Start of Block
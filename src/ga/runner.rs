//! Binary GA generation loop.
//!
//! [`BgaRunner`] orchestrates the evolutionary process:
//! generate → (crossover → mutate → replace) × generations.

use super::config::BgaConfig;
use super::crossover::crossover;
use super::evaluate::Evaluator;
use super::mutation::mutate;
use super::population::generate;
use super::replacement::replace;
use super::types::{CostFunction, Individual, Population};
use crate::encoding::Layout;
use crate::error::{Error, Result};
use crate::random::rng_from_seed;
use rand::Rng;
use std::sync::atomic::{AtomicBool, Ordering};
use std::sync::Arc;
use tracing::{info, instrument, trace};

/// Result of a binary GA run.
#[derive(Debug, Clone)]
pub struct BgaResult {
    /// The best individual of the final population.
    pub best: Individual,

    /// The final population, sorted and ranked.
    pub population: Population,

    /// Total number of generations executed.
    pub generations: usize,

    /// Whether the run was terminated due to stagnation.
    pub stagnated: bool,

    /// Whether the run was cancelled externally.
    pub cancelled: bool,

    /// Best cost of the initial population followed by the best cost at
    /// the end of each generation.
    pub cost_history: Vec<f64>,
}

/// Executes the binary GA.
///
/// # Usage
///
/// ```
/// use u_bitga::encoding::{Layout, VariableRange};
/// use u_bitga::ga::{BgaConfig, BgaRunner};
///
/// let layout = Layout::uniform(
///     vec![
///         VariableRange::new(10.0, 20.0).unwrap(),
///         VariableRange::new(-5.0, 7.0).unwrap(),
///     ],
///     4,
/// )
/// .unwrap();
/// let cost = |v: &[f64]| -v[0] * (v[1] / 2.0 - 10.0);
/// let config = BgaConfig::default().with_seed(42);
///
/// let result = BgaRunner::run(&cost, &layout, &config).unwrap();
/// assert_eq!(result.population.len(), 10);
/// ```
pub struct BgaRunner;

impl BgaRunner {
    /// Runs the GA for `config.max_generations` generations.
    pub fn run<F>(cost: &F, layout: &Layout, config: &BgaConfig) -> Result<BgaResult>
    where
        F: CostFunction + ?Sized,
    {
        Self::run_with_cancel(cost, layout, config, None)
    }

    /// Runs the GA with an optional cancellation token.
    ///
    /// If `cancel` is `Some` and the flag is set to `true`, the GA stops
    /// before the next generation and returns the population reached so far.
    pub fn run_with_cancel<F>(
        cost: &F,
        layout: &Layout,
        config: &BgaConfig,
        cancel: Option<Arc<AtomicBool>>,
    ) -> Result<BgaResult>
    where
        F: CostFunction + ?Sized,
    {
        config.validate(layout)?;

        let mut rng = rng_from_seed(config.seed);
        let evaluator = Evaluator::new(cost, layout).with_round_digits(config.round_digits);

        let mut population = generate(
            &evaluator,
            config.population_size,
            config.sampling,
            &mut rng,
        )?;
        let mut best_cost = best_of(&population)?.cost;
        let mut cost_history = Vec::with_capacity(config.max_generations + 1);
        cost_history.push(best_cost);

        let mut stagnation_counter = 0usize;
        let mut stagnated = false;
        let mut cancelled = false;
        let mut generations = 0usize;

        for gen in 0..config.max_generations {
            if let Some(ref flag) = cancel {
                if flag.load(Ordering::Relaxed) {
                    cancelled = true;
                    break;
                }
            }

            population = Self::step(&evaluator, &population, config, &mut rng)?;
            generations = gen + 1;

            let gen_best = best_of(&population)?.cost;
            if gen_best < best_cost {
                best_cost = gen_best;
                stagnation_counter = 0;
            } else {
                stagnation_counter += 1;
            }
            cost_history.push(gen_best);
            trace!(generation = generations, best_cost = gen_best, "generation done");

            if config.stagnation_limit > 0 && stagnation_counter >= config.stagnation_limit {
                stagnated = true;
                break;
            }
        }

        let best = best_of(&population)?.clone();
        info!(
            generations,
            best_cost = best.cost,
            stagnated,
            cancelled,
            "binary GA finished"
        );
        Ok(BgaResult {
            best,
            population,
            generations,
            stagnated,
            cancelled,
            cost_history,
        })
    }

    /// Advances one generation: crossover, mutation, replacement.
    ///
    /// Works on copies; `population` is left untouched whether the step
    /// succeeds or fails, so callers commit the returned value explicitly.
    #[instrument(level = "debug", skip_all, fields(size = population.len()))]
    pub fn step<F, R>(
        evaluator: &Evaluator<'_, F>,
        population: &Population,
        config: &BgaConfig,
        rng: &mut R,
    ) -> Result<Population>
    where
        F: CostFunction + ?Sized,
        R: Rng,
    {
        let mut offspring = crossover(population, config.cut_points, rng)?;
        mutate(
            &mut offspring,
            evaluator.layout().genome_len(),
            config.mutation_rate,
            rng,
        )?;
        replace(
            evaluator,
            population,
            offspring,
            config.keep,
            config.replacement,
        )
    }
}

fn best_of(population: &Population) -> Result<&Individual> {
    population
        .best()
        .ok_or_else(|| Error::Configuration("population became empty".into()))
}

// ============================================================================
// Tests
// ============================================================================

#[cfg(test)]
mod tests {
    use super::*;
    use crate::encoding::VariableRange;
    use crate::ga::{CutPoints, Replacement, Sampling};
    use crate::random::create_rng;

    fn xy_layout(bits: u32) -> Layout {
        Layout::uniform(
            vec![
                VariableRange::new(10.0, 20.0).unwrap(),
                VariableRange::new(-5.0, 7.0).unwrap(),
            ],
            bits,
        )
        .unwrap()
    }

    fn objective(v: &[f64]) -> f64 {
        -v[0] * (v[1] / 2.0 - 10.0)
    }

    #[test]
    fn test_scenario_converges_towards_optimum() {
        let layout = xy_layout(4);
        let config = BgaConfig::default()
            .with_max_generations(200)
            .with_seed(42);

        let result = BgaRunner::run(&objective, &layout, &config).unwrap();

        assert_eq!(result.generations, 200);
        assert_eq!(result.population.len(), 10);
        assert!(result.population.is_ordered());
        // Optimum is f(10, 7) = 65.
        assert!(
            result.best.cost <= 80.0,
            "expected cost <= 80 after 200 generations, got {}",
            result.best.cost
        );
        assert!(result.best.cost >= 65.0 - 1e-9);
    }

    #[test]
    fn test_elitist_history_is_monotone() {
        let layout = xy_layout(4);
        let config = BgaConfig::default()
            .with_max_generations(50)
            .with_seed(7);

        let result = BgaRunner::run(&objective, &layout, &config).unwrap();

        assert_eq!(result.cost_history.len(), 51);
        for window in result.cost_history.windows(2) {
            assert!(
                window[1] <= window[0],
                "best cost should never increase with elitism: {} > {}",
                window[1],
                window[0]
            );
        }
    }

    #[test]
    fn test_same_seed_same_run() {
        let layout = xy_layout(6);
        let config = BgaConfig::default()
            .with_population_size(12)
            .with_max_generations(30)
            .with_cut_points(CutPoints::RandomPerPair)
            .with_seed(1234);

        let a = BgaRunner::run(&objective, &layout, &config).unwrap();
        let b = BgaRunner::run(&objective, &layout, &config).unwrap();

        assert_eq!(a.population, b.population);
        assert_eq!(a.cost_history, b.cost_history);
    }

    #[test]
    fn test_identical_populations_every_generation() {
        let layout = xy_layout(4);
        let config = BgaConfig::default();
        let eval = Evaluator::new(&objective, &layout);
        let mut rng_a = create_rng(99);
        let mut rng_b = create_rng(99);

        let mut a = generate(&eval, 10, Sampling::Integer, &mut rng_a).unwrap();
        let mut b = generate(&eval, 10, Sampling::Integer, &mut rng_b).unwrap();
        assert_eq!(a, b);
        for _ in 0..20 {
            a = BgaRunner::step(&eval, &a, &config, &mut rng_a).unwrap();
            b = BgaRunner::step(&eval, &b, &config, &mut rng_b).unwrap();
            assert_eq!(a, b);
        }
    }

    #[test]
    fn test_step_keeps_population_sorted() {
        let layout = xy_layout(4);
        let config = BgaConfig::default();
        let eval = Evaluator::new(&objective, &layout);
        let mut rng = create_rng(3);
        let mut pop = generate(&eval, 10, Sampling::Integer, &mut rng).unwrap();
        for _ in 0..25 {
            pop = BgaRunner::step(&eval, &pop, &config, &mut rng).unwrap();
            assert_eq!(pop.len(), 10);
            assert!(pop.is_ordered());
        }
    }

    #[test]
    fn test_failed_step_leaves_population() {
        let layout = xy_layout(4);
        let eval = Evaluator::new(&objective, &layout);
        let mut rng = create_rng(3);
        let pop = generate(&eval, 10, Sampling::Integer, &mut rng).unwrap();
        let before = pop.clone();

        // Cut points beyond an 8-bit genome.
        let config = BgaConfig::default().with_cut_points(CutPoints::Fixed(3, 9));
        assert!(BgaRunner::step(&eval, &pop, &config, &mut rng).is_err());
        assert_eq!(pop, before);
    }

    #[test]
    fn test_invalid_config_is_error() {
        let layout = xy_layout(4);
        let config = BgaConfig::default().with_population_size(7);
        assert!(matches!(
            BgaRunner::run(&objective, &layout, &config),
            Err(Error::SizeMismatch(_))
        ));
    }

    #[test]
    fn test_slice_parity_run_shrinks_population() {
        let layout = xy_layout(4);
        let config = BgaConfig::default()
            .with_replacement(Replacement::SliceParity)
            .with_max_generations(5)
            .with_seed(42);

        let result = BgaRunner::run(&objective, &layout, &config).unwrap();

        // keep = 2: two survivors plus two offspring after the first step.
        assert_eq!(result.population.len(), 4);
        assert!(result.population.is_ordered());
    }

    #[test]
    fn test_stagnation_termination() {
        let layout = xy_layout(2);
        let config = BgaConfig::default()
            .with_cut_points(CutPoints::Fixed(1, 3))
            .with_max_generations(1000)
            .with_stagnation_limit(10)
            .with_seed(42);

        let result = BgaRunner::run(&objective, &layout, &config).unwrap();

        // A 4-bit search space is exhausted long before 1000 generations.
        assert!(result.stagnated);
        assert!(result.generations < 1000);
        assert_eq!(result.cost_history.len(), result.generations + 1);
    }

    #[test]
    fn test_cancellation() {
        let layout = xy_layout(4);
        let config = BgaConfig::default()
            .with_max_generations(10_000)
            .with_seed(42);

        let cancel = Arc::new(AtomicBool::new(true));
        let result =
            BgaRunner::run_with_cancel(&objective, &layout, &config, Some(cancel)).unwrap();

        assert!(result.cancelled);
        assert_eq!(result.generations, 0);
        assert_eq!(result.cost_history.len(), 1);
    }

    #[test]
    fn test_round_digits_applied() {
        let layout = xy_layout(4);
        let config = BgaConfig::default()
            .with_round_digits(2)
            .with_max_generations(3)
            .with_seed(5);

        let result = BgaRunner::run(&objective, &layout, &config).unwrap();

        for ind in &result.population {
            for v in &ind.phenotype {
                assert!(((v * 100.0).round() - v * 100.0).abs() < 1e-6);
            }
        }
    }
}
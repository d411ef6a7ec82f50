//! `bitga`: line-oriented front end for the binary GA.
//!
//! ```text
//! $ bitga --seed 42
//! > f: (x, y) -> -x * (y / 2 - 10)
//! > r: [10, 20] [-5, 7]
//! > p: 10 4
//! > !mutate 100
//! ```
//!
//! Set `RUST_LOG=u_bitga=debug` to trace the operators.

use std::io::{self, BufRead, Write};
use std::process::ExitCode;

use tracing::warn;
use tracing_subscriber::EnvFilter;
use u_bitga::driver::{Command, Outcome, Session, Table};
use u_bitga::ga::BgaConfig;

fn main() -> ExitCode {
    tracing_subscriber::fmt()
        .with_env_filter(
            EnvFilter::try_from_default_env().unwrap_or_else(|_| EnvFilter::new("warn")),
        )
        .with_writer(io::stderr)
        .init();

    let config = match parse_args(std::env::args().skip(1)) {
        Ok(config) => config,
        Err(msg) => {
            eprintln!("{msg}");
            eprintln!("usage: bitga [--seed N]");
            return ExitCode::from(2);
        }
    };

    match repl(Session::new(config)) {
        Ok(()) => ExitCode::SUCCESS,
        Err(e) => {
            eprintln!("i/o error: {e}");
            ExitCode::FAILURE
        }
    }
}

fn parse_args(mut args: impl Iterator<Item = String>) -> Result<BgaConfig, String> {
    let mut config = BgaConfig::default();
    while let Some(arg) = args.next() {
        match arg.as_str() {
            "--seed" | "-s" => {
                let value = args.next().ok_or("--seed needs a value")?;
                let seed = value
                    .parse::<u64>()
                    .map_err(|_| format!("invalid seed '{value}'"))?;
                config = config.with_seed(seed);
            }
            other => return Err(format!("unknown argument '{other}'")),
        }
    }
    Ok(config)
}

fn repl(mut session: Session) -> io::Result<()> {
    let stdin = io::stdin();
    let mut stdout = io::stdout();
    let mut lines = stdin.lock().lines();

    loop {
        write!(stdout, "> ")?;
        stdout.flush()?;
        let Some(line) = lines.next().transpose()? else {
            writeln!(stdout)?;
            return Ok(());
        };

        let outcome = Command::parse(&line)
            .and_then(|command| command.map(|c| session.execute(c)).transpose());
        match outcome {
            Ok(Some(Outcome::Quit)) => return Ok(()),
            Ok(Some(outcome)) => report(&mut stdout, &session, &outcome)?,
            Ok(None) => {}
            Err(e) => {
                warn!(error = %e, "command rejected");
                eprintln!("error: {e}");
            }
        }
    }
}

fn report(out: &mut impl Write, session: &Session, outcome: &Outcome) -> io::Result<()> {
    match outcome {
        Outcome::FunctionSet => {
            if let Some(objective) = session.objective() {
                let params = objective.variables().join(", ");
                writeln!(out, "function -> ({params}) -> {objective}")?;
            }
        }
        Outcome::RangesSet => {
            if let Some(ranges) = session.ranges() {
                let text = ranges
                    .iter()
                    .map(ToString::to_string)
                    .collect::<Vec<_>>()
                    .join(" ");
                writeln!(out, "ranges -> {text}")?;
            }
        }
        Outcome::Reseeded => {
            if let Some(seed) = session.config().seed {
                writeln!(out, "seed -> {seed}")?;
            }
        }
        Outcome::Populated => {
            if let (Some(population), Some(layout)) = (session.population(), session.layout()) {
                let bits = layout.variables().first().map_or(0, |v| v.bits);
                writeln!(
                    out,
                    "population : npop -> {}, mbits -> {bits}",
                    population.len()
                )?;
                write!(out, "{}", Table::new(population))?;
            }
        }
        Outcome::Evolved { generations } => {
            if let Some(population) = session.population() {
                writeln!(out, "generations -> {generations}")?;
                write!(out, "{}", Table::new(population))?;
            }
            if let Some(best) = session.best() {
                let values = best
                    .phenotype
                    .iter()
                    .map(|v| format!("{v:.3}"))
                    .collect::<Vec<_>>()
                    .join(", ");
                writeln!(out, "solution -> [{values}] cost {:.3}", best.cost)?;
            }
        }
        Outcome::Show => {
            if let Some(population) = session.population() {
                write!(out, "{}", Table::new(population))?;
            }
        }
        Outcome::Quit => {}
    }
    Ok(())
}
End of Block
● **BRIEF**
Which of the lines in the material above contain "args"? Copy each one out.

● **RESPONSE**
    let config = match parse_args(std::env::args().skip(1)) {
fn parse_args(mut args: impl Iterator<Item = String>) -> Result<BgaConfig, String> {
    while let Some(arg) = args.next() {
                let value = args.next().ok_or("--seed needs a value")?;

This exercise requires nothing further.